▶ Aim of the exercise:
Give the data again in full, exactly as written below.

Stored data
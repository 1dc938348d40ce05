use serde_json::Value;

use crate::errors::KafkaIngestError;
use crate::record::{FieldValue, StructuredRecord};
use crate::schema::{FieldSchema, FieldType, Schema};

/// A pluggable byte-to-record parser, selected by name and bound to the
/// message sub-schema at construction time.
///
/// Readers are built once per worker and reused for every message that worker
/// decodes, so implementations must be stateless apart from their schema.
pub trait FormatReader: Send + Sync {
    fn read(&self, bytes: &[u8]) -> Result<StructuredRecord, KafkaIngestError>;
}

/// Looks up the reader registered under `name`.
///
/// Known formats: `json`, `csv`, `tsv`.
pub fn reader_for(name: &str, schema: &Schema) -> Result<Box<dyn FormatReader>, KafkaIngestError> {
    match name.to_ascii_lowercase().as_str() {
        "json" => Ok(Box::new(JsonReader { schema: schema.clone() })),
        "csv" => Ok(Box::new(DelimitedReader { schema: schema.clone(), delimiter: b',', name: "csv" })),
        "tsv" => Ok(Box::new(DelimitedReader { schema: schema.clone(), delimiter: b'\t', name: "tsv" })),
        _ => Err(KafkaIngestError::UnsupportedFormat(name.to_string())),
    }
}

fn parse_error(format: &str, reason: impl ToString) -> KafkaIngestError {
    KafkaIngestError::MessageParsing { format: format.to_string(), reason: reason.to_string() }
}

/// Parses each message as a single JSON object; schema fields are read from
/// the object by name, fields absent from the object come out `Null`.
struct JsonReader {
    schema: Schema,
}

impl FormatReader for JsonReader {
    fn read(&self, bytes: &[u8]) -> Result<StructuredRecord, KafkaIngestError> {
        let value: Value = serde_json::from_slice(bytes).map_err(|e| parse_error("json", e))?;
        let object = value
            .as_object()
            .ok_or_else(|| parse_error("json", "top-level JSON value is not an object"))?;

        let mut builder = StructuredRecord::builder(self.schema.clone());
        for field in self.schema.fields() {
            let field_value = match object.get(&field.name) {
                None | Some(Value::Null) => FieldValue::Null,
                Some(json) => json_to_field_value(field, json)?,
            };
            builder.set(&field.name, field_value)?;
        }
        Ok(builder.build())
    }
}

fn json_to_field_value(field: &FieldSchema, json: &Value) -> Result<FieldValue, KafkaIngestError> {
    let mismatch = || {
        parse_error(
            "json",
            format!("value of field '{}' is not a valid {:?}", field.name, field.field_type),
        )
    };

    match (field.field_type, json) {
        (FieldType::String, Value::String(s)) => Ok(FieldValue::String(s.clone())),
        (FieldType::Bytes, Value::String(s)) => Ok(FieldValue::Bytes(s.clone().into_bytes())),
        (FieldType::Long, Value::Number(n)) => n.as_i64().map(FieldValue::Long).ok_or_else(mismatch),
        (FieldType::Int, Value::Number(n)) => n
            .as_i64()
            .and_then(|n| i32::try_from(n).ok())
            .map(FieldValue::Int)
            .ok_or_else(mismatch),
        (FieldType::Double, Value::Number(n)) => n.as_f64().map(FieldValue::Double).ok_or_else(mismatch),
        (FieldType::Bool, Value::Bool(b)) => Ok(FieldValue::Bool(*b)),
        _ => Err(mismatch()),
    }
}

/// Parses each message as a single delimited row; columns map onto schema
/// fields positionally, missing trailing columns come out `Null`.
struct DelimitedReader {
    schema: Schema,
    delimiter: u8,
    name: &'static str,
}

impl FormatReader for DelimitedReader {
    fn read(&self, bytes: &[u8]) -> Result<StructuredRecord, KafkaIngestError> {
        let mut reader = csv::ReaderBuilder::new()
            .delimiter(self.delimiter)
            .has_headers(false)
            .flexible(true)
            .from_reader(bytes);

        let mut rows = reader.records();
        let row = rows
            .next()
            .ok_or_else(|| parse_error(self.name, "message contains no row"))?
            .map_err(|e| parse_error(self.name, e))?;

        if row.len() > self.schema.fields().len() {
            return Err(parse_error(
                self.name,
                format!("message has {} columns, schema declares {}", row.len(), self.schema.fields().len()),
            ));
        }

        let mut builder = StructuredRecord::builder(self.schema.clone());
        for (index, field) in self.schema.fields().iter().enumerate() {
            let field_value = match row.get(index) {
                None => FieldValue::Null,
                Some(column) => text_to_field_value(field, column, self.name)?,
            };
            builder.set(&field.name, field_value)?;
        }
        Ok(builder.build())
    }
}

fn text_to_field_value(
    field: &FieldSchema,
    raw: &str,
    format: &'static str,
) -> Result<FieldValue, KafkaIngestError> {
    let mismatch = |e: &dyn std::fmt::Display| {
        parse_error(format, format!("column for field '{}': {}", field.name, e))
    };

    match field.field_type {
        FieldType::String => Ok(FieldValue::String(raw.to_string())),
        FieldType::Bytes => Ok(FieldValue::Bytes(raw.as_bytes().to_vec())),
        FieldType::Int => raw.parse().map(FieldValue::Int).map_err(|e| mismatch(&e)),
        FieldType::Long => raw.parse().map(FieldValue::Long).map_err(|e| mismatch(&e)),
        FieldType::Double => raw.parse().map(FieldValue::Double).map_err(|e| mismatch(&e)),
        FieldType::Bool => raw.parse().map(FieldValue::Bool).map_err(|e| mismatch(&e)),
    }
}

▶ Solution for this problem:
repository 1dc938348d40ce05
use serde_json::Value;

use crate::errors::KafkaIngestError;
use crate::record::{FieldValue, StructuredRecord};
use crate::schema::{FieldSchema, FieldType, Schema};

/// A pluggable byte-to-record parser, selected by name and bound to the
/// message sub-schema at construction time.
///
/// Readers are built once per worker and reused for every message that worker
/// decodes, so implementations must be stateless apart from their schema.
pub trait FormatReader: Send + Sync {
    fn read(&self, bytes: &[u8]) -> Result<StructuredRecord, KafkaIngestError>;
}

/// Looks up the reader registered under `name`.
///
/// Known formats: `json`, `csv`, `tsv`.
pub fn reader_for(name: &str, schema: &Schema) -> Result<Box<dyn FormatReader>, KafkaIngestError> {
    match name.to_ascii_lowercase().as_str() {
        "json" => Ok(Box::new(JsonReader { schema: schema.clone() })),
        "csv" => Ok(Box::new(DelimitedReader { schema: schema.clone(), delimiter: b',', name: "csv" })),
        "tsv" => Ok(Box::new(DelimitedReader { schema: schema.clone(), delimiter: b'\t', name: "tsv" })),
        _ => Err(KafkaIngestError::UnsupportedFormat(name.to_string())),
    }
}

fn parse_error(format: &str, reason: impl ToString) -> KafkaIngestError {
    KafkaIngestError::MessageParsing { format: format.to_string(), reason: reason.to_string() }
}

/// Parses each message as a single JSON object; schema fields are read from
/// the object by name, fields absent from the object come out `Null`.
struct JsonReader {
    schema: Schema,
}

impl FormatReader for JsonReader {
    fn read(&self, bytes: &[u8]) -> Result<StructuredRecord, KafkaIngestError> {
        let value: Value = serde_json::from_slice(bytes).map_err(|e| parse_error("json", e))?;
        let object = value
            .as_object()
            .ok_or_else(|| parse_error("json", "top-level JSON value is not an object"))?;

        let mut builder = StructuredRecord::builder(self.schema.clone());
        for field in self.schema.fields() {
            let field_value = match object.get(&field.name) {
                None | Some(Value::Null) => FieldValue::Null,
                Some(json) => json_to_field_value(field, json)?,
            };
            builder.set(&field.name, field_value)?;
        }
        Ok(builder.build())
    }
}

fn json_to_field_value(field: &FieldSchema, json: &Value) -> Result<FieldValue, KafkaIngestError> {
    let mismatch = || {
        parse_error(
            "json",
            format!("value of field '{}' is not a valid {:?}", field.name, field.field_type),
        )
    };

    match (field.field_type, json) {
        (FieldType::String, Value::String(s)) => Ok(FieldValue::String(s.clone())),
        (FieldType::Bytes, Value::String(s)) => Ok(FieldValue::Bytes(s.clone().into_bytes())),
        (FieldType::Long, Value::Number(n)) => n.as_i64().map(FieldValue::Long).ok_or_else(mismatch),
        (FieldType::Int, Value::Number(n)) => n
            .as_i64()
            .and_then(|n| i32::try_from(n).ok())
            .map(FieldValue::Int)
            .ok_or_else(mismatch),
        (FieldType::Double, Value::Number(n)) => n.as_f64().map(FieldValue::Double).ok_or_else(mismatch),
        (FieldType::Bool, Value::Bool(b)) => Ok(FieldValue::Bool(*b)),
        _ => Err(mismatch()),
    }
}

/// Parses each message as a single delimited row; columns map onto schema
/// fields positionally, missing trailing columns come out `Null`.
struct DelimitedReader {
    schema: Schema,
    delimiter: u8,
    name: &'static str,
}

impl FormatReader for DelimitedReader {
    fn read(&self, bytes: &[u8]) -> Result<StructuredRecord, KafkaIngestError> {
        let mut reader = csv::ReaderBuilder::new()
            .delimiter(self.delimiter)
            .has_headers(false)
            .flexible(true)
            .from_reader(bytes);

        let mut rows = reader.records();
        let row = rows
            .next()
            .ok_or_else(|| parse_error(self.name, "message contains no row"))?
            .map_err(|e| parse_error(self.name, e))?;

        if row.len() > self.schema.fields().len() {
            return Err(parse_error(
                self.name,
                format!("message has {} columns, schema declares {}", row.len(), self.schema.fields().len()),
            ));
        }

        let mut builder = StructuredRecord::builder(self.schema.clone());
        for (index, field) in self.schema.fields().iter().enumerate() {
            let field_value = match row.get(index) {
                None => FieldValue::Null,
                Some(column) => text_to_field_value(field, column, self.name)?,
            };
            builder.set(&field.name, field_value)?;
        }
        Ok(builder.build())
    }
}

fn text_to_field_value(
    field: &FieldSchema,
    raw: &str,
    format: &'static str,
) -> Result<FieldValue, KafkaIngestError> {
    let mismatch = |e: &dyn std::fmt::Display| {
        parse_error(format, format!("column for field '{}': {}", field.name, e))
    };

    match field.field_type {
        FieldType::String => Ok(FieldValue::String(raw.to_string())),
        FieldType::Bytes => Ok(FieldValue::Bytes(raw.as_bytes().to_vec())),
        FieldType::Int => raw.parse().map(FieldValue::Int).map_err(|e| mismatch(&e)),
        FieldType::Long => raw.parse().map(FieldValue::Long).map_err(|e| mismatch(&e)),
        FieldType::Double => raw.parse().map(FieldValue::Double).map_err(|e| mismatch(&e)),
        FieldType::Bool => raw.parse().map(FieldValue::Bool).map_err(|e| mismatch(&e)),
    }
}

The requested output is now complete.